Deadlocks in SQL Server — part1: What the locks are?

Alexander Solovey
ITA Labs
Published in
9 min readFeb 4, 2019

Introduction

Complex, distributed, high-load systems very often experience the concurrent data access issue which triggers various kinds of locks in database queries. Besides, deadlocks may also occur, and they need to be dealt with.

We have started a series of articles dedicated to locks in databases. In these articles, we’ll share our experience accumulated in our company on the following issues:

- What types of locks we used while developing our products;

- What diagnostic tools and means we used to reveal deadlocks;

- How we dealt with deadlocks.

In this article series, we’ll talk about locks we came across when developing software products.

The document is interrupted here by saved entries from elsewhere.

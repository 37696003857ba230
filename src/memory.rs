//! Long-term memory records and the per-persona memory engine

use std::collections::HashMap;
use std::sync::{Arc, Mutex};

use chrono::{DateTime, Utc};
use futures::future::join_all;
use serde::{Deserialize, Serialize};
use tokio::sync::{Mutex as AsyncMutex, RwLock};
use tracing::{debug, info, warn};
use uuid::Uuid;

use crate::audit::{self, AuditEntry, Snapshot};
use crate::config::Config;
use crate::embedding::{HashingEmbedder, TokenCounter};
use crate::error::{Error, Port, Result};
use crate::ports::{
    self, AnswerGenerator, Embedder, ExtractiveAnswerer, FactExtractor, SemanticJudge,
    SentenceExtractor,
};
use crate::reconciler::Reconciler;
use crate::retrieval::{RankedContext, RetrievedHit, Retriever};
use crate::short_term::{ShortTermBuffer, ShortTermEntry};
use crate::storage::{Namespace, SqliteStorage};

/// Lifecycle state of a memory record
#[derive(Debug, Clone, Copy, PartialEq, Eq, Serialize, Deserialize)]
#[serde(rename_all = "SCREAMING_SNAKE_CASE")]
pub enum RecordState {
    /// Visible to retrieval and reconciliation
    Active,

    /// Tombstoned: kept for audit and rollback only
    Deleted,
}

impl RecordState {
    /// Convert to string for SQLite storage
    pub fn as_str(&self) -> &'static str {
        match self {
            RecordState::Active => "ACTIVE",
            RecordState::Deleted => "DELETED",
        }
    }

    /// Parse from SQLite string
    pub fn from_str_value(s: &str) -> Result<Self> {
        match s {
            "ACTIVE" => Ok(RecordState::Active),
            "DELETED" => Ok(RecordState::Deleted),
            _ => Err(Error::storage(format!("Unknown record state: {}", s))),
        }
    }
}
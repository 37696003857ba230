//! Storage backends for persona-memory

mod namespace;
mod records;
mod sqlite;
pub mod vector;

pub use namespace::Namespace;
pub(crate) use namespace::{Decision, Step};
pub use records::RecordStore;
pub use sqlite::SqliteStorage;
pub use vector::{cosine_similarity, VectorIndex};
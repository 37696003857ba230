//! The record store and vector index of one persona, updated as one unit.
//!
//! Every mutation goes through [`Namespace::apply`]: the steps of a decision
//! are staged on both structures under one write lock, committed to SQLite in
//! one transaction, and undone in memory if anything fails. Readers take the
//! read lock and therefore never see a record without its index entry.

use std::collections::{HashMap, HashSet};
use std::sync::{Arc, RwLock, RwLockReadGuard, RwLockWriteGuard};

use chrono::Utc;
use tracing::{debug, info, warn};
use uuid::Uuid;

use crate::audit::{self, AuditAction, AuditEntry, PendingEntry};
use crate::error::{Error, Result};
use crate::memory::MemoryRecord;
use crate::storage::{RecordStore, SqliteStorage, VectorIndex};
use crate::text;

/// One mutation inside a decision
#[derive(Debug, Clone)]
pub(crate) enum Step {
    /// Insert a new active record
    Add(MemoryRecord),

    /// Replace content and embedding of an active record
    Update {
        id: Uuid,
        expected_version: u64,
        content: String,
        embedding: Vec<f32>,
    },

    /// Tombstone an active record
    Delete { id: Uuid, expected_version: u64 },

    /// Bring a record back to the content and state of an earlier version
    Restore {
        id: Uuid,
        expected_version: u64,
        target: MemoryRecord,
    },

    /// No mutation; only the audit entry is written
    Observe {
        record_id: Option<Uuid>,
        error: Option<String>,
    },
}

/// The all-or-nothing unit applied for one candidate fact
#[derive(Debug, Clone)]
pub(crate) struct Decision {
    pub candidate_text: String,
    pub steps: Vec<Step>,
}

impl Decision {
    pub fn new(candidate_text: impl Into<String>, steps: Vec<Step>) -> Self {
        Self {
            candidate_text: candidate_text.into(),
            steps,
        }
    }

    pub fn single(candidate_text: impl Into<String>, step: Step) -> Self {
        Self::new(candidate_text, vec![step])
    }
}

struct PersonaState {
    store: RecordStore,
    index: VectorIndex,
    last_sequence: u64,

    /// Set when a divergence was detected; cleared by `rebuild`
    poisoned: Option<String>,
}

/// Previous value of a record touched by a staged step
struct Undo {
    before: Option<MemoryRecord>,
    after: MemoryRecord,
}

impl PersonaState {
    fn stage(&mut self, step: Step, journal: &mut Vec<Undo>) -> Result<PendingEntry> {
        match step {
            Step::Add(record) => {
                self.index.check_embedding(&record.embedding)?;
                if self.store.contains(record.id) {
                    return Err(Error::storage(format!("record {} already exists", record.id)));
                }
                self.store.put(record.clone());
                journal.push(Undo {
                    before: None,
                    after: record.clone(),
                });
                self.index.upsert(record.id, &record.embedding)?;
                Ok(PendingEntry::added(record))
            }
            Step::Update {
                id,
                expected_version,
                content,
                embedding,
            } => {
                self.index.check_embedding(&embedding)?;
                let before = self.store.check_version(id, expected_version)?.clone();
                let after = self.store.revise(id, expected_version, &content, embedding)?;
                journal.push(Undo {
                    before: Some(before.clone()),
                    after: after.clone(),
                });
                self.index.upsert(id, &after.embedding)?;
                Ok(PendingEntry::changed(AuditAction::Update, before, after))
            }
            Step::Delete {
                id,
                expected_version,
            } => {
                let before = self.store.check_version(id, expected_version)?.clone();
                if !before.is_active() {
                    return Err(Error::not_found(format!("active record {}", id)));
                }
                let after = self.store.tombstone(id, expected_version)?;
                journal.push(Undo {
                    before: Some(before.clone()),
                    after: after.clone(),
                });
                self.index.remove(id);
                Ok(PendingEntry::changed(AuditAction::Delete, before, after))
            }
            Step::Restore {
                id,
                expected_version,
                target,
            } => {
                if target.is_active() {
                    self.index.check_embedding(&target.embedding)?;
                }
                let before = self.store.check_version(id, expected_version)?.clone();
                let after = before.restored_to(&target);
                self.store.put(after.clone());
                journal.push(Undo {
                    before: Some(before.clone()),
                    after: after.clone(),
                });
                let action = if after.is_active() {
                    self.index.upsert(id, &after.embedding)?;
                    AuditAction::Update
                } else {
                    self.index.remove(id);
                    AuditAction::Delete
                };
                Ok(PendingEntry::changed(action, before, after))
            }
            Step::Observe { record_id, error } => Ok(PendingEntry::observed(record_id, error)),
        }
    }

    fn undo(&mut self, journal: Vec<Undo>) {
        for Undo { before, after } in journal.into_iter().rev() {
            match before {
                Some(before) => {
                    if before.is_active() {
                        // Dimensions were valid when this record was staged
                        let _ = self.index.upsert(before.id, &before.embedding);
                    } else {
                        self.index.remove(before.id);
                    }
                    self.store.put(before);
                }
                None => {
                    self.store.remove(after.id);
                    self.index.remove(after.id);
                }
            }
        }
    }

    /// Describe how the index and the active records disagree, if they do
    fn divergence(&self) -> Option<String> {
        let indexed: HashSet<Uuid> = self.index.ids().collect();
        let active: HashSet<Uuid> = self.store.list_active().map(|r| r.id).collect();

        if indexed == active {
            return None;
        }

        let missing = active.difference(&indexed).count();
        let stale = indexed.difference(&active).count();
        Some(format!(
            "{} active records missing from the index, {} index entries without an active record",
            missing, stale
        ))
    }
}

/// Store and index of a single persona
pub struct Namespace {
    persona: String,
    storage: Arc<SqliteStorage>,
    state: RwLock<PersonaState>,
}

Before we proceed, let’s briefly recollect why we need locks in the first place.

Why locks are necessary

In distributed systems used as database storage, various side effects with parallel data access may emerge:

- The lost update issue happens when two transactions simultaneously UPDATE the same row, and modifications introduced by one transaction are erased by another one;

- Dirty read is such a read when data from some other transaction, which is subsequently rolled back, may be read, added, or modified;

- Non-repeatable read manifests itself when the previously read data is modified during the rereading operation in a single transaction;

- Phantom reads can be witnessed when one transaction is executed selecting multiple rows several times according to the same criteria. At the same time, in the intervals between these selections, another transaction adds or deletes rows or modifies the columns of some rows, which are used in the selection criteria for the previous transaction, and ends successfully. As a result, the same selections in the previous transaction return different sets of rows.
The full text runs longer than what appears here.